Publicado em 1870, A Pata da Gazela, de José de Alencar, nos apresenta uma narrativa centrada em um triângulo amoroso envolvendo Horácio, Leopoldo, Amélia e, logo depois, Laura, mudando o enquadramento das relações que se tornam bifurcadas em conflitos típicos do estilo literário romântico. Horácio, sedutor, mas considerado um homem de comportamento superficial, fica encantado pelos delicados pés de Amélia, enquanto Leopoldo, atraído pelo sorriso dela, desenvolve um amor mais profundo, mesmo ao perceber a sua “imperfeição física”. É assim que, ao longo de suas 96 páginas, o romance explora essa dinâmica entre os personagens, destacando a tensão entre o amor guiado pela aparência, representado por Horácio, e o amor baseado na essência da alma, defendido por Leopoldo. O escritor traz à tona questões de escolha e avaliação, ao inverter a narrativa clássica Cinderela, onde é a jovem quem decide, com a ajuda da amiga Laura, qual dos pretendentes é realmente merecedor de seu amor. O romance sugere que a verdadeira beleza reside nas virtudes morais, colocando a protagonista no papel ativo de decidir seu destino amoroso.
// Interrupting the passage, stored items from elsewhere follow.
//! Sound card output via `cpal`.
//!
//! A `cpal::Stream` cannot leave the thread that built it, so a dedicated
//! audio thread owns it and takes commands over a channel. Scheduled sounds
//! live in a shared [`Mixer`] the stream callback drains; the callback only
//! ever `try_lock`s it and writes silence on contention.

use super::engine::{AudioError, AudioOutput, OutputState};
use super::render::RenderedAudio;
use cpal::traits::{DeviceTrait, HostTrait, StreamTrait};
use std::sync::atomic::{AtomicU64, Ordering};
use std::sync::mpsc::{self, Receiver, Sender};
use std::sync::{Arc, Mutex};
use std::thread;
use tracing::{debug, warn};

enum Command {
    Resume(Sender<Result<(), AudioError>>),
    Shutdown,
}

struct Scheduled {
    start_frame: u64,
    samples: Vec<f32>,
}

/// Sums every scheduled sound into the output, frame by frame.
#[derive(Default)]
struct Mixer {
    pending: Vec<Scheduled>,
}

impl Mixer {
    /// Fill `data` (interleaved, `channels` wide) starting at `frame`.
    fn fill(&mut self, data: &mut [f32], channels: usize, frame: u64) {
        let frames = data.len() / channels.max(1);
        for (i, out) in data.chunks_mut(channels.max(1)).enumerate() {
            let now = frame + i as u64;
            let mut sample = 0.0f32;
            for s in &self.pending {
                if now >= s.start_frame {
                    if let Some(v) = s.samples.get((now - s.start_frame) as usize) {
                        sample += v;
                    }
                }
            }
            out.fill(sample.clamp(-1.0, 1.0));
        }
        let end = frame + frames as u64;
        self.pending
            .retain(|s| s.start_frame + s.samples.len() as u64 > end);
    }
}

pub struct CpalOutput {
    commands: Sender<Command>,
    mixer: Arc<Mutex<Mixer>>,
    frames: Arc<AtomicU64>,
    sample_rate: u32,
    state: OutputState,
}

impl CpalOutput {
    /// Open the default output device. The stream starts suspended.
    pub fn open() -> Result<Self, AudioError> {
        let mixer = Arc::new(Mutex::new(Mixer::default()));
        let frames = Arc::new(AtomicU64::new(0));
        let (cmd_tx, cmd_rx) = mpsc::channel();
        let (ready_tx, ready_rx) = mpsc::channel();

        let thread_mixer = Arc::clone(&mixer);
        let thread_frames = Arc::clone(&frames);
        thread::Builder::new()
            .name("instant-film-audio".into())
            .spawn(move || run_audio_thread(cmd_rx, ready_tx, thread_mixer, thread_frames))
            .map_err(|e| AudioError::Stream(e.to_string()))?;

        let sample_rate = ready_rx.recv().map_err(|_| AudioError::Closed)??;
        debug!(sample_rate, "audio output opened");
        Ok(Self {
            commands: cmd_tx,
            mixer,
            frames,
            sample_rate,
            state: OutputState::Suspended,
        })
    }
}

impl AudioOutput for CpalOutput {
    fn state(&self) -> OutputState {
        self.state
    }

    fn resume(&mut self) -> Result<(), AudioError> {
        let (tx, rx) = mpsc::channel();
        self.commands
            .send(Command::Resume(tx))
            .map_err(|_| AudioError::Closed)?;
        rx.recv().map_err(|_| AudioError::Closed)??;
        self.state = OutputState::Running;
        Ok(())
    }

    fn current_time(&self) -> f64 {
        self.frames.load(Ordering::Relaxed) as f64 / self.sample_rate as f64
    }

    fn sample_rate(&self) -> u32 {
        self.sample_rate
    }

    fn play(&mut self, audio: RenderedAudio, at: f64) -> Result<(), AudioError> {
        let audio = if audio.sample_rate() == self.sample_rate {
            audio
        } else {
            debug!(
                from = audio.sample_rate(),
                to = self.sample_rate,
                "resampling sound for device"
            );
            audio.resampled(self.sample_rate)
        };
        let start_frame = (at.max(0.0) * self.sample_rate as f64).round() as u64;
        let mut mixer = self
            .mixer
            .lock()
            .map_err(|_| AudioError::Stream("mixer lock poisoned".into()))?;
        mixer.pending.push(Scheduled {
            start_frame,
            samples: audio.into_samples(),
        });
        Ok(())
    }
}

impl Drop for CpalOutput {
    fn drop(&mut self) {
        let _ = self.commands.send(Command::Shutdown);
    }
}

fn run_audio_thread(
    commands: Receiver<Command>,
    ready: Sender<Result<u32, AudioError>>,
    mixer: Arc<Mutex<Mixer>>,
    frames: Arc<AtomicU64>,
) {
    let host = cpal::default_host();
    let Some(device) = host.default_output_device() else {
        let _ = ready.send(Err(AudioError::NoDevice));
        return;
    };
    let config = match device.default_output_config() {
        Ok(c) => c,
        Err(e) => {
            let _ = ready.send(Err(AudioError::Stream(e.to_string())));
            return;
        }
    };
    let sample_rate = config.sample_rate().0;
    let channels = config.channels() as usize;

    let stream = device.build_output_stream(
        &config.into(),
        move |data: &mut [f32], _: &cpal::OutputCallbackInfo| {
            let frame = frames.load(Ordering::Relaxed);
            match mixer.try_lock() {
                Ok(mut m) => m.fill(data, channels, frame),
                Err(_) => data.fill(0.0),
            }
            frames.fetch_add((data.len() / channels.max(1)) as u64, Ordering::Relaxed);
        },
        |err| warn!(error = %err, "audio stream error"),
        None,
    );
    let stream = match stream {
        Ok(s) => s,
        Err(e) => {
            let _ = ready.send(Err(AudioError::Stream(e.to_string())));
            return;
        }
    };
    // Some hosts start streams on creation; hold it until the first resume
    let _ = stream.pause();
    let _ = ready.send(Ok(sample_rate));

    for cmd in commands {
        match cmd {
            Command::Resume(reply) => {
                let result = stream.play().map_err(|e| AudioError::Stream(e.to_string()));
                let _ = reply.send(result);
            }
            Command::Shutdown => break,
        }
    }
}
É, como todas as composições do autor, amplamente descritivo, mas tal como Diva, Lucíola, Encarnação, dentre outros, funciona como exercício diletante e também se adequa de maneira mais confortável em propostas pedagógicas em sala de aula, se nós pensarmos os desafios ao levar José de Alencar para as gerações mais atuais, dominadas pela leitura em telas que resumem ao máximo a quantidade de informações escritas em prol dos estímulos visuais. Interessante que além do flerte com Cinderela, a história possui outras referências literárias, como a fábula O leão amoroso, de La Fontaine, que simboliza a dominação de Horácio pela paixão, ressaltando a ideia de que o amor verdadeiro transcende a beleza física e se concentra nas qualidades interiores. Nesta narrativa, La Fontaine utiliza a figura do leão, tradicionalmente associado à força e ao poder, para contar uma história que aborda temas como amor, vulnerabilidade e traição. O escritor romântico, leitor voraz, trouxe para o seu romance pontos cruciais de outras histórias, desaguando em sua trama autoral, reflexos de outras histórias.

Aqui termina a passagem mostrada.